Stored data:
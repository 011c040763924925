//! Command-line surface: a flat set of flags (no subcommands — this
//! tool has exactly one mode of operation), matching the original's
//! `lizard`-style argument names where one exists.

use clap::Parser;
use std::path::PathBuf;

#[derive(Parser, Debug)]
#[command(name = "cymetric")]
#[command(about = "Source-code complexity analyzer for C, C++, Objective-C and Java", long_about = None)]
#[command(version)]
pub struct Cli {
    /// Paths to analyze (files or directories); defaults to the current directory.
    #[arg(default_value = ".")]
    pub paths: Vec<PathBuf>,

    /// CCN warning threshold.
    #[arg(short = 'C', long = "ccn")]
    pub ccn: Option<u32>,

    /// Parameter-count warning threshold.
    #[arg(short = 'a', long = "arguments")]
    pub arguments: Option<u32>,

    /// Print only the warnings section, in `file:line: warning: ...` form.
    #[arg(short = 'w', long = "warnings-only")]
    pub warnings_only: bool,

    /// Exit 0 if the warning count is at or below N.
    #[arg(short = 'i', long = "ignore-warnings", default_value = "0")]
    pub ignore_warnings: usize,

    /// Exclude files matching this glob (repeatable).
    #[arg(short = 'x', long = "exclude")]
    pub exclude: Vec<String>,

    /// Emit a cppncss-compatible XML report instead of the tabular one.
    #[arg(short = 'X', long = "xml")]
    pub xml: bool,

    /// Disable `#if`/`#elif` contributing to cyclomatic complexity.
    #[arg(short = 'P', long = "no-preprocessor-count")]
    pub no_preprocessor_count: bool,

    /// Worker-pool size for parallel file analysis.
    #[arg(short = 't', long = "threads")]
    pub threads: Option<usize>,

    /// Skip files whose content hash duplicates one already seen.
    #[arg(short = 'd', long = "find-duplicates")]
    pub find_duplicates: bool,

    /// Print long (qualified) function signatures instead of short names.
    #[arg(short = 'v', long = "verbose")]
    pub verbose: bool,

    /// Path to a `.cymetric.toml` config file (defaults to `./.cymetric.toml`).
    #[arg(long = "config")]
    pub config: Option<PathBuf>,
}

pub fn parse_args() -> Cli {
    Cli::parse()
}

#[cfg(test)]
mod tests {
    use super::*;

    #[test]
    fn default_path_is_current_directory() {
        let cli = Cli::parse_from(["cymetric"]);
        assert_eq!(cli.paths, vec![PathBuf::from(".")]);
        assert_eq!(cli.ignore_warnings, 0);
        assert!(!cli.xml);
    }

    #[test]
    fn parses_thresholds_and_flags() {
        let cli = Cli::parse_from([
            "cymetric", "-C", "20", "-a", "5", "-w", "-X", "-P", "-d", "-v", "src",
        ]);
        assert_eq!(cli.ccn, Some(20));
        assert_eq!(cli.arguments, Some(5));
        assert!(cli.warnings_only);
        assert!(cli.xml);
        assert!(cli.no_preprocessor_count);
        assert!(cli.find_duplicates);
        assert!(cli.verbose);
        assert_eq!(cli.paths, vec![PathBuf::from("src")]);
    }

    #[test]
    fn exclude_is_repeatable() {
        let cli = Cli::parse_from(["cymetric", "-x", "vendor/*", "-x", "*.gen.c"]);
        assert_eq!(cli.exclude, vec!["vendor/*".to_string(), "*.gen.c".to_string()]);
    }
}
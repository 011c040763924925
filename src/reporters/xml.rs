//! cppncss-compatible XML output (`-X`).
//!
//! The schema is fixed by downstream tooling (Jenkins' cppncss plugin,
//! historically) so the shape — including the `lable` typo on
//! `<average>`/`<sum>` — is reproduced exactly rather than "fixed".

use super::summary::filename_string;
use crate::core::FileInformation;
use std::io::{self, Write};

const STYLESHEET_PI: &str =
    "<?xml-stylesheet type=\"text/xsl\" href=\"https://raw.github.com/terma/cppncss-xsl/master/cppncss.xsl\"?>";

pub fn write_xml(out: &mut dyn Write, files: &[FileInformation]) -> io::Result<()> {
    writeln!(out, "<?xml version=\"1.0\" encoding=\"UTF-8\"?>")?;
    writeln!(out, "{STYLESHEET_PI}")?;
    writeln!(out, "<cppncss>")?;
    write_function_measure(out, files)?;
    write_file_measure(out, files)?;
    writeln!(out, "</cppncss>")?;
    Ok(())
}

fn write_function_measure(out: &mut dyn Write, files: &[FileInformation]) -> io::Result<()> {
    writeln!(out, "  <measure type=\"Function\">")?;
    writeln!(out, "    <labels>")?;
    writeln!(out, "      <label>Nr.</label>")?;
    writeln!(out, "      <label>NCSS</label>")?;
    writeln!(out, "      <label>CCN</label>")?;
    writeln!(out, "    </labels>")?;

    let mut n = 0usize;
    let mut ncss_sum = 0usize;
    let mut ccn_sum = 0u32;
    for file in files {
        for function in &file.function_list {
            n += 1;
            ncss_sum += function.nloc;
            ccn_sum += function.cyclomatic_complexity;
            writeln!(
                out,
                "    <item name=\"{} at {}:{}\">",
                escape(&function.long_name),
                escape(&filename_string(&file.filename)),
                function.start_line,
            )?;
            writeln!(out, "      <value>{}</value>", function.nloc)?;
            writeln!(out, "      <value>{}</value>", function.cyclomatic_complexity)?;
            writeln!(out, "    </item>")?;
        }
    }

    let denom = n.max(1) as f64;
    writeln!(
        out,
        "    <average lable=\"NCSS\" value=\"{:.2}\"/>",
        ncss_sum as f64 / denom
    )?;
    writeln!(
        out,
        "    <average lable=\"CCN\" value=\"{:.2}\"/>",
        ccn_sum as f64 / denom
    )?;
    writeln!(out, "    <sum lable=\"NCSS\" value=\"{ncss_sum}\"/>")?;
    writeln!(out, "    <sum lable=\"CCN\" value=\"{ccn_sum}\"/>")?;
    writeln!(out, "  </measure>")
}

fn write_file_measure(out: &mut dyn Write, files: &[FileInformation]) -> io::Result<()> {
    writeln!(out, "  <measure type=\"File\">")?;
    writeln!(out, "    <labels>")?;
    writeln!(out, "      <label>NCSS</label>")?;
    writeln!(out, "      <label>CCN</label>")?;
    writeln!(out, "    </labels>")?;

    let mut nloc_sum = 0usize;
    let mut ccn_sum = 0u32;
    for file in files {
        nloc_sum += file.nloc;
        ccn_sum += file.ccn();
        writeln!(out, "    <item name=\"{}\">", escape(&filename_string(&file.filename)))?;
        writeln!(out, "      <value>{}</value>", file.nloc)?;
        writeln!(out, "      <value>{}</value>", file.ccn())?;
        writeln!(out, "    </item>")?;
    }

    let denom = files.len().max(1) as f64;
    writeln!(
        out,
        "    <average lable=\"NCSS\" value=\"{:.2}\"/>",
        nloc_sum as f64 / denom
    )?;
    writeln!(
        out,
        "    <average lable=\"CCN\" value=\"{:.2}\"/>",
        ccn_sum as f64 / denom
    )?;
    writeln!(out, "    <sum lable=\"NCSS\" value=\"{nloc_sum}\"/>")?;
    writeln!(out, "    <sum lable=\"CCN\" value=\"{ccn_sum}\"/>")?;
    writeln!(out, "  </measure>")
}

fn escape(text: &str) -> String {
    text.replace('&', "&amp;")
        .replace('<', "&lt;")
        .replace('>', "&gt;")
        .replace('"', "&quot;")
}
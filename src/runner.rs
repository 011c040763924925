//! Maps a discovered file list across a `rayon` worker pool to analysis
//! results, tolerant of per-file I/O and parsing failure (§5, §7): a
//! failing file is logged and skipped, never aborts the run.

use crate::core::FileInformation;
use crate::file_analyzer;
use rayon::prelude::*;
use rayon::ThreadPoolBuilder;
use std::path::PathBuf;

/// Analyzes every file in `files`, in parallel across `threads` workers
/// (`1` runs sequentially on the calling thread; rayon's default pool is
/// used when `threads` is `0`, letting it size itself to the machine).
/// Returns successful results in unspecified order relative to `files`;
/// skipped files are logged via `tracing` and excluded from the result.
pub fn analyze_all(
    files: &[PathBuf],
    count_preprocessor_conditions: bool,
    threads: usize,
) -> Vec<FileInformation> {
    let analyze_one = |path: &PathBuf| match file_analyzer::analyze_file(
        path,
        count_preprocessor_conditions,
    ) {
        Ok(info) => Some(info),
        Err(err) => {
            tracing::warn!(file = %path.display(), error = %err, "skipping file");
            None
        }
    };

    if threads == 1 {
        return files.iter().filter_map(analyze_one).collect();
    }

    match ThreadPoolBuilder::new().num_threads(threads).build() {
        Ok(pool) => pool.install(|| files.par_iter().filter_map(analyze_one).collect()),
        Err(_) => files.par_iter().filter_map(analyze_one).collect(),
    }
}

## Activity:
Using the entries above, give again exactly the lines from the line holding "#[arg(short = 'C', long" through the line holding "the tabular one.". Include both end lines and nothing else.

## Written response:
    #[arg(short = 'C', long = "ccn")]
    pub ccn: Option<u32>,

    /// Parameter-count warning threshold.
    #[arg(short = 'a', long = "arguments")]
    pub arguments: Option<u32>,

    /// Print only the warnings section, in `file:line: warning: ...` form.
    #[arg(short = 'w', long = "warnings-only")]
    pub warnings_only: bool,

    /// Exit 0 if the warning count is at or below N.
    #[arg(short = 'i', long = "ignore-warnings", default_value = "0")]
    pub ignore_warnings: usize,

    /// Exclude files matching this glob (repeatable).
    #[arg(short = 'x', long = "exclude")]
    pub exclude: Vec<String>,

    /// Emit a cppncss-compatible XML report instead of the tabular one.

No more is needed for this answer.